START Input data

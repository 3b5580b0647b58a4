use std::fs;
use std::io::{self, Write};
use std::process::ExitCode;

use clap::{Parser, Subcommand, ValueEnum};
use odkeyscript::script::{compile, disassemble, Compiler};
use odkeyscript::transport::hid::HidTransport;
use odkeyscript::transport::http::HttpTransport;
use odkeyscript::transport::protocol::USB_PID;
use odkeyscript::transport::protocol::USB_VID;
use odkeyscript::{DeviceTransport, NvsValue, Target};
use tracing_subscriber::EnvFilter;

#[derive(Parser)]
#[command(name = "odkey", about = "Compile, disassemble and deploy ODKeyScript programs")]
struct Cli {
    #[command(subcommand)]
    command: Command,

    /// Which transport to use for device operations.
    #[arg(long, global = true, value_enum, default_value = "usb")]
    interface: Interface,

    /// USB vendor ID, used when `--interface usb`.
    #[arg(long, global = true, default_value_t = USB_VID)]
    vid: u16,

    /// USB product ID, used when `--interface usb`.
    #[arg(long, global = true, default_value_t = USB_PID)]
    pid: u16,

    /// Open a specific HID device node directly instead of enumerating by
    /// vendor/product ID.
    #[arg(long, global = true)]
    device_path: Option<String>,

    /// Device hostname, used when `--interface http`.
    #[arg(long, global = true, default_value = "odkey.local")]
    host: String,

    /// Device port, used when `--interface http`.
    #[arg(long, global = true, default_value_t = 80)]
    port: u16,

    /// Bearer token for the HTTP API.
    #[arg(long, global = true)]
    api_key: Option<String>,

    /// Increase log verbosity; repeatable.
    #[arg(short, long, global = true, action = clap::ArgAction::Count)]
    verbose: u8,
}

#[derive(Clone, Copy, ValueEnum)]
enum Interface {
    Usb,
    Http,
}

#[derive(Clone, Copy, ValueEnum)]
enum TargetArg {
    Ram,
    Flash,
}

impl From<TargetArg> for Target {
    fn from(value: TargetArg) -> Self {
        match value {
            TargetArg::Ram => Target::Ram,
            TargetArg::Flash => Target::Flash,
        }
    }
}

#[derive(Subcommand)]
enum Command {
    /// Compile an ODKeyScript source file to bytecode.
    Compile {
        #[arg(value_name = "IN")]
        input: String,
        #[arg(value_name = "OUT")]
        output: String,
        /// Reject characters with no key mapping instead of falling back to
        /// SPACE.
        #[arg(long)]
        strict_typing: bool,
    },
    /// Print a human-readable listing of a bytecode file.
    Disassemble {
        #[arg(value_name = "IN")]
        input: String,
    },
    /// Upload a compiled program (or a .odk source, compiled on the fly).
    Upload {
        #[arg(value_name = "IN")]
        input: String,
        #[arg(long, value_enum, default_value = "flash")]
        target: TargetArg,
        /// Start executing the program immediately after upload completes.
        #[arg(long)]
        execute: bool,
    },
    /// Download the program currently stored on the device.
    Download {
        #[arg(long, value_enum, default_value = "flash")]
        target: TargetArg,
        #[arg(long)]
        output: Option<String>,
        /// Print a disassembly listing instead of raw bytes.
        #[arg(long)]
        disassemble: bool,
    },
    /// Start executing the program already stored on the device.
    Execute {
        #[arg(long, value_enum, default_value = "flash")]
        target: TargetArg,
    },
    /// Set a non-volatile key/value store entry.
    NvsSet {
        key: String,
        value: Option<String>,
        #[arg(long, default_value = "string")]
        r#type: String,
        /// Read the value from a file instead of the command line (used
        /// for `--type blob`).
        #[arg(long)]
        file: Option<String>,
    },
    /// Read a non-volatile key/value store entry.
    NvsGet {
        key: String,
        #[arg(long)]
        output: Option<String>,
    },
    /// Delete a non-volatile key/value store entry.
    NvsDelete { key: String },
    /// Stream the device's log buffer.
    Log {
        #[arg(long)]
        output: Option<String>,
    },
    /// Clear the device's log buffer.
    LogClear,
    /// List HID devices matching the configured vendor/product ID.
    ListDevices,
}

END Input data

**Task:** Every entry must appear in the answer, reproduced exactly.

**Written answer:**
repository 3b5580b0647b58a4
use std::fs;
use std::io::{self, Write};
use std::process::ExitCode;

use clap::{Parser, Subcommand, ValueEnum};
use odkeyscript::script::{compile, disassemble, Compiler};
use odkeyscript::transport::hid::HidTransport;
use odkeyscript::transport::http::HttpTransport;
use odkeyscript::transport::protocol::USB_PID;
use odkeyscript::transport::protocol::USB_VID;
use odkeyscript::{DeviceTransport, NvsValue, Target};
use tracing_subscriber::EnvFilter;

#[derive(Parser)]
#[command(name = "odkey", about = "Compile, disassemble and deploy ODKeyScript programs")]
struct Cli {
    #[command(subcommand)]
    command: Command,

    /// Which transport to use for device operations.
    #[arg(long, global = true, value_enum, default_value = "usb")]
    interface: Interface,

    /// USB vendor ID, used when `--interface usb`.
    #[arg(long, global = true, default_value_t = USB_VID)]
    vid: u16,

    /// USB product ID, used when `--interface usb`.
    #[arg(long, global = true, default_value_t = USB_PID)]
    pid: u16,

    /// Open a specific HID device node directly instead of enumerating by
    /// vendor/product ID.
    #[arg(long, global = true)]
    device_path: Option<String>,

    /// Device hostname, used when `--interface http`.
    #[arg(long, global = true, default_value = "odkey.local")]
    host: String,

    /// Device port, used when `--interface http`.
    #[arg(long, global = true, default_value_t = 80)]
    port: u16,

    /// Bearer token for the HTTP API.
    #[arg(long, global = true)]
    api_key: Option<String>,

    /// Increase log verbosity; repeatable.
    #[arg(short, long, global = true, action = clap::ArgAction::Count)]
    verbose: u8,
}

#[derive(Clone, Copy, ValueEnum)]
enum Interface {
    Usb,
    Http,
}

#[derive(Clone, Copy, ValueEnum)]
enum TargetArg {
    Ram,
    Flash,
}

impl From<TargetArg> for Target {
    fn from(value: TargetArg) -> Self {
        match value {
            TargetArg::Ram => Target::Ram,
            TargetArg::Flash => Target::Flash,
        }
    }
}

#[derive(Subcommand)]
enum Command {
    /// Compile an ODKeyScript source file to bytecode.
    Compile {
        #[arg(value_name = "IN")]
        input: String,
        #[arg(value_name = "OUT")]
        output: String,
        /// Reject characters with no key mapping instead of falling back to
        /// SPACE.
        #[arg(long)]
        strict_typing: bool,
    },
    /// Print a human-readable listing of a bytecode file.
    Disassemble {
        #[arg(value_name = "IN")]
        input: String,
    },
    /// Upload a compiled program (or a .odk source, compiled on the fly).
    Upload {
        #[arg(value_name = "IN")]
        input: String,
        #[arg(long, value_enum, default_value = "flash")]
        target: TargetArg,
        /// Start executing the program immediately after upload completes.
        #[arg(long)]
        execute: bool,
    },
    /// Download the program currently stored on the device.
    Download {
        #[arg(long, value_enum, default_value = "flash")]
        target: TargetArg,
        #[arg(long)]
        output: Option<String>,
        /// Print a disassembly listing instead of raw bytes.
        #[arg(long)]
        disassemble: bool,
    },
    /// Start executing the program already stored on the device.
    Execute {
        #[arg(long, value_enum, default_value = "flash")]
        target: TargetArg,
    },
    /// Set a non-volatile key/value store entry.
    NvsSet {
        key: String,
        value: Option<String>,
        #[arg(long, default_value = "string")]
        r#type: String,
        /// Read the value from a file instead of the command line (used
        /// for `--type blob`).
        #[arg(long)]
        file: Option<String>,
    },
    /// Read a non-volatile key/value store entry.
    NvsGet {
        key: String,
        #[arg(long)]
        output: Option<String>,
    },
    /// Delete a non-volatile key/value store entry.
    NvsDelete { key: String },
    /// Stream the device's log buffer.
    Log {
        #[arg(long)]
        output: Option<String>,
    },
    /// Clear the device's log buffer.
    LogClear,
    /// List HID devices matching the configured vendor/product ID.
    ListDevices,
}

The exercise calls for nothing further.